In 2017, after battling back from knee injuries, wrestler Seth Rollins has been able to really rebuild, redesign and reclaim what he had lost. That hard work paid off in the form of career highlights such as a victory over Triple H at WrestleMania, winning the tag-team championship with Dean Ambrose and gracing the cover of the WWE 2K18 video game, which is scheduled to be released Oct. 17. The 31-year-old recalls sitting on his couch at home when he got the call from the office with the news that he would be joining previous WWE icons who have received the honor of being front-and-center of the video-game packaging.
“I was surprised, because I really didn’t think it was going happen,” Rollins said. “I kind of bitched and moaned about it for the last couple of years when they were putting Brock Lesnar and ‘Stone Cold’ on there. I thought it would be maybe John Cena again, maybe Roman Reigns. So, the fact they chose me was really awesome, and I was really humbled to get the news.” The lifelong wrestling fan has appreciated all the opportunities that have been afforded him. It’s a reason he will also take time out for those who have supported him on the pro-wrestling journey. “I was really bad at meeting wrestlers,” Rollins recalled of his own experiences growing up. “I lived in a small town in Iowa. We didn’t have shows very often, so I didn’t get to meet many of the guys. Chris Jericho was really cool to me when I first met him. I was a 16-year-old kid who barged in on him because I wanted to show him my backyard wrestling pictures. He was very cool about it when he had no reason to be.”

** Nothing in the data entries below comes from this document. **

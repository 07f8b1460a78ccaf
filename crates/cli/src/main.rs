mod auth_commands;
mod booking_commands;

use std::{path::PathBuf, sync::Arc};

use {
    anyhow::Result,
    clap::{Parser, Subcommand},
    sayvai_bookings::BookingsClient,
    sayvai_config::SayvaiConfig,
    sayvai_oauth::TokenManager,
    sayvai_tools::{ToolRegistry, register_booking_tools},
    tracing::{debug, info},
    tracing_subscriber::{EnvFilter, fmt, layer::SubscriberExt, util::SubscriberInitExt},
};

#[derive(Parser)]
#[command(name = "sayvai", about = "Sayvai: Zoho Bookings tools for LLM agents")]
struct Cli {
    #[command(subcommand)]
    command: Commands,

    /// Log level (trace, debug, info, warn, error).
    #[arg(long, global = true, default_value = "info")]
    log_level: String,

    /// Output logs as JSON instead of human-readable.
    #[arg(long, global = true, default_value_t = false)]
    json_logs: bool,

    /// Config file to load instead of discovering `sayvai.{toml,yaml,yml,json}`.
    #[arg(long, global = true, env = "SAYVAI_CONFIG")]
    config: Option<PathBuf>,
}

#[derive(Subcommand)]
enum Commands {
    /// Zoho OAuth credential management.
    Auth {
        #[command(subcommand)]
        action: auth_commands::AuthAction,
    },
    /// Call the Bookings API directly.
    Bookings {
        #[command(subcommand)]
        action: booking_commands::BookingAction,
    },
    /// Print the agent tool schemas as JSON.
    Tools,
}

fn init_telemetry(cli: &Cli) {
    let filter =
        EnvFilter::try_from_default_env().unwrap_or_else(|_| EnvFilter::new(&cli.log_level));

    if cli.json_logs {
        tracing_subscriber::registry()
            .with(filter)
            .with(fmt::layer().json().with_target(true).with_thread_ids(false))
            .init();
    } else {
        tracing_subscriber::registry()
            .with(filter)
            .with(
                fmt::layer()
                    .with_target(false)
                    .with_thread_ids(false)
                    .with_ansi(true),
            )
            .init();
    }
}

fn load_config(cli: &Cli) -> Result<SayvaiConfig> {
    match &cli.config {
        Some(path) => {
            debug!(path = %path.display(), "loading config from --config");
            sayvai_config::load_config(path)
        },
        None => Ok(sayvai_config::discover_and_load()),
    }
}

/// Token manager and Bookings client sharing one configuration.
pub(crate) fn build_client(config: &SayvaiConfig) -> Result<BookingsClient> {
    let tokens = Arc::new(TokenManager::from_config(config)?);
    BookingsClient::from_config(config, tokens)
}

fn print_tools(config: &SayvaiConfig) -> Result<()> {
    let mut registry = ToolRegistry::new();
    register_booking_tools(&mut registry, Arc::new(build_client(config)?));
    println!(
        "{}",
        serde_json::to_string_pretty(&registry.list_schemas())?
    );
    Ok(())
}

#[tokio::main]
async fn main() -> Result<()> {
    dotenvy::dotenv().ok();
    let cli = Cli::parse();
    init_telemetry(&cli);

    info!(version = env!("CARGO_PKG_VERSION"), "sayvai starting");
    let config = load_config(&cli)?;

    match cli.command {
        Commands::Auth { action } => auth_commands::handle_auth(action, &config).await,
        Commands::Bookings { action } => booking_commands::handle_bookings(action, &config).await,
        Commands::Tools => print_tools(&config),
    }
}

The Black and Brave Wrestling Academy is another way Rollins gives back to not only the business but his local community as well. The wrestling school in Moline, IA has been an outlet for students to realize their potential and accomplish their physical goals. “The school has really exploded in the last few months. We had a tent at Warped Tour this year. We had our t-shirt at Hot Topic,’ he said. “The school has been filled up as we are booked through next year. For me, I wanted to just help the midwestern wrestling community because that is kind of where I broke in. Now we have people coming in from basically all over the world wanting to learn how to wrestle by myself and Marek Brave. It has been a really great experience for me in keeping me grounded and taking me back to my roots.”
This consummate performer hasn’t let injuries slow him down. However, Rollins admits coming back to the ring can be a little strange because you wonder initially how you fit in.

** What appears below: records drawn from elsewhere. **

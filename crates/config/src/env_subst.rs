/// Replace `${ENV_VAR}` placeholders in a raw config string.
///
/// Unresolvable variables are left as-is.
pub fn substitute_env(input: &str) -> String {
    substitute_with(input, |name| std::env::var(name).ok())
}

/// Same as [`substitute_env`] but resolves names through `lookup`.
pub fn substitute_with(input: &str, lookup: impl Fn(&str) -> Option<String>) -> String {
    let mut result = String::with_capacity(input.len());
    let mut chars = input.chars().peekable();

    while let Some(ch) = chars.next() {
        if ch != '$' || chars.peek() != Some(&'{') {
            result.push(ch);
            continue;
        }
        chars.next();

        let mut var_name = String::new();
        let mut closed = false;
        for c in chars.by_ref() {
            if c == '}' {
                closed = true;
                break;
            }
            var_name.push(c);
        }

        match (closed && !var_name.is_empty())
            .then(|| lookup(&var_name))
            .flatten()
        {
            Some(val) => result.push_str(&val),
            None => {
                result.push_str("${");
                result.push_str(&var_name);
                if closed {
                    result.push('}');
                }
            },
        }
    }

    result
}

#[allow(clippy::unwrap_used, clippy::expect_used)]
#[cfg(test)]
mod tests {
    use super::*;

    fn lookup(name: &str) -> Option<String> {
        (name == "ZOHO_CLIENT_ID").then(|| "1000.ABC".to_string())
    }

    #[test]
    fn substitutes_known_var() {
        assert_eq!(
            substitute_with("client_id = \"${ZOHO_CLIENT_ID}\"", lookup),
            "client_id = \"1000.ABC\""
        );
    }

    #[test]
    fn leaves_unknown_var() {
        assert_eq!(
            substitute_with("${SAYVAI_NONEXISTENT_XYZ}", lookup),
            "${SAYVAI_NONEXISTENT_XYZ}"
        );
    }

    #[test]
    fn unterminated_placeholder_is_literal() {
        assert_eq!(substitute_with("x=${ZOHO_CLIENT_ID", lookup), "x=${ZOHO_CLIENT_ID");
    }

    #[test]
    fn no_placeholders() {
        assert_eq!(substitute_env("plain $text"), "plain $text");
    }
}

“You think, ‘Am I still the same guy? How is my knee going to hold up?’ Physically, it has been 100-percent fantastic,” he said. Then, mentally I’ve come around, and the matches speak for themselves, I would say.” One of those matches was recently with Ambrose as his partner to defeat Sheamus and Cesaro at SummerSlam. The mini Shield reunion brought the crowd to its feet as they won the tag-team championship. For Rollins, the response to the team has been bigger than he expected. “The first few weeks we teamed together a little bit against the Miztourage, and people were really excited about it,” he said. “But they got really pumped in Toronto a couple of weeks back. I think that caught me off guard a little bit. Gears are always turning, and you are on to the next thing, that you kind of forget how attached people can be to certain characters and stories. So, it was very cool, and a reminder how special our industry can be…Five years later, there is the nostalgic feeling. It’s crazy. This is our first reunion per se, and a unique experience for both of us.”

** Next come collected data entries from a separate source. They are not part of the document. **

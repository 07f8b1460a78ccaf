//! Agent tool convention (name, description, JSON parameter schema, execute)
//! and the booking tools built on it.

pub mod booking;
pub mod registry;

pub use {
    booking::{
        BookAppointmentTool, CheckAvailabilityTool, GetAppointmentTool, RescheduleAppointmentTool,
        UpdateAppointmentTool, register_booking_tools,
    },
    registry::{AgentTool, ToolRegistry},
};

Rollins enjoys working with opponents of many different styles. He looks at the growing crossover with mixed martial arts and pro wrestling, in particular, as natural. “I think, obviously, the fight game and what we do are so similar that there is interest on both sides,” he said. “I know with Ronda Rousey, she is a huge fan of what we do. She has friends like Shayna [Baszler] who is involved in the Mae Young Classic. I think you are going to see it more and more. For us it’s like, ‘Can we do that?’ For them it’s like, ‘That looks like it’s fun.’ So, I definitely see more of it moving forward. Not from me, though.” Being an NXT alum, Rollins is proud of how the developmental brand changed the landscape of WWE. The first-ever NXT champion applauds those who have come after him and have made an impact. The question is: Who is next?
“I might have to go with maybe a Roderick Strong,” he said. “I think someone like Roddy has a lot to offer, and he can fit right in. He also has a ton of experience, which can be very helpful.”